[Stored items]
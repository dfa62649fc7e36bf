use std::collections::VecDeque;

use serde::{Deserialize, Serialize};
use sparring_core::MatchOutcome;

use crate::Direction;

/// Bounded FIFO of the most recent outcomes in a session.
///
/// When full, pushing drops the oldest outcome.
#[derive(Debug, Clone, PartialEq, Eq, Serialize, Deserialize)]
#[serde(from = "RawOutcomeWindow")]
pub struct OutcomeWindow {
    capacity: usize,
    outcomes: VecDeque<MatchOutcome>,
}

#[derive(Deserialize)]
struct RawOutcomeWindow {
    capacity: usize,
    #[serde(default)]
    outcomes: VecDeque<MatchOutcome>,
}

impl From<RawOutcomeWindow> for OutcomeWindow {
    fn from(raw: RawOutcomeWindow) -> Self {
        let mut window = Self::new(raw.capacity);
        for outcome in raw.outcomes {
            window.push(outcome);
        }
        window
    }
}

impl OutcomeWindow {
    /// Creates an empty window. A zero capacity is raised to 1.
    #[must_use]
    pub fn new(capacity: usize) -> Self {
        let capacity = capacity.max(1);
        Self {
            capacity,
            outcomes: VecDeque::with_capacity(capacity),
        }
    }

    #[must_use]
    pub const fn capacity(&self) -> usize {
        self.capacity
    }

    #[must_use]
    pub fn len(&self) -> usize {
        self.outcomes.len()
    }

    #[must_use]
    pub fn is_empty(&self) -> bool {
        self.outcomes.is_empty()
    }

    pub fn iter(&self) -> impl Iterator<Item = MatchOutcome> + '_ {
        self.outcomes.iter().copied()
    }

    pub fn push(&mut self, outcome: MatchOutcome) {
        if self.outcomes.len() == self.capacity
            && let Some(dropped) = self.outcomes.pop_front()
        {
            log::debug!("outcome window full, dropping oldest {dropped}");
        }
        self.outcomes.push_back(outcome);
    }

    pub fn clear(&mut self) {
        self.outcomes.clear();
    }

    /// Number of outcomes equal to `outcome`.
    #[must_use]
    pub fn count(&self, outcome: MatchOutcome) -> usize {
        self.outcomes.iter().filter(|&&o| o == outcome).count()
    }

    /// Share of the window equal to `outcome`, 0 for an empty window.
    #[must_use]
    #[expect(clippy::cast_precision_loss)]
    pub fn ratio(&self, outcome: MatchOutcome) -> f32 {
        if self.outcomes.is_empty() {
            return 0.0;
        }
        self.count(outcome) as f32 / self.outcomes.len() as f32
    }

    /// How consistently the window supports moving in `direction`.
    ///
    /// `1 - opposing / len`, where a loss opposes [`Direction::Up`] and a win opposes
    /// [`Direction::Down`]. Draws oppose neither. An empty window is fully consistent.
    #[must_use]
    #[expect(clippy::cast_precision_loss)]
    pub fn consistency(&self, direction: Direction) -> f32 {
        if self.outcomes.is_empty() {
            return 1.0;
        }
        let opposing = self.iter().filter(|&o| direction.is_opposed_by(o)).count();
        1.0 - opposing as f32 / self.outcomes.len() as f32
    }

    /// Stability of recent results in \[0, 1\], rounded to two decimals.
    ///
    /// Derived from the population standard deviation of the outcome scores (win 1,
    /// draw 0.5, loss 0), normalized by its maximum of 0.5. Windows of fewer than three
    /// games report a neutral 0.5.
    ///
    /// ```
    /// use sparring_adaptive::OutcomeWindow;
    /// use sparring_core::MatchOutcome::{Loss, Win};
    ///
    /// let mut window = OutcomeWindow::new(10);
    /// for outcome in [Win, Win, Win, Win] {
    ///     window.push(outcome);
    /// }
    /// assert_eq!(window.stability(), 1.0);
    ///
    /// for outcome in [Loss, Loss, Loss, Loss] {
    ///     window.push(outcome);
    /// }
    /// assert_eq!(window.stability(), 0.0);
    /// ```
    #[must_use]
    #[expect(clippy::cast_precision_loss)]
    pub fn stability(&self) -> f32 {
        const MAX_STD_DEV: f32 = 0.5;
        if self.outcomes.len() < 3 {
            return 0.5;
        }
        let n = self.outcomes.len() as f32;
        let mean = self.iter().map(MatchOutcome::score).sum::<f32>() / n;
        let variance = self
            .iter()
            .map(|o| (o.score() - mean).powi(2))
            .sum::<f32>()
            / n;
        let stability = 1.0 - (variance.sqrt() / MAX_STD_DEV).min(1.0);
        (stability * 100.0).round() / 100.0
    }
}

### [Task item]
If a line in the entries contains "filter", copy it.

### [Solution to this problem]
        self.outcomes.iter().filter(|&&o| o == outcome).count()
        let opposing = self.iter().filter(|&o| direction.is_opposed_by(o)).count();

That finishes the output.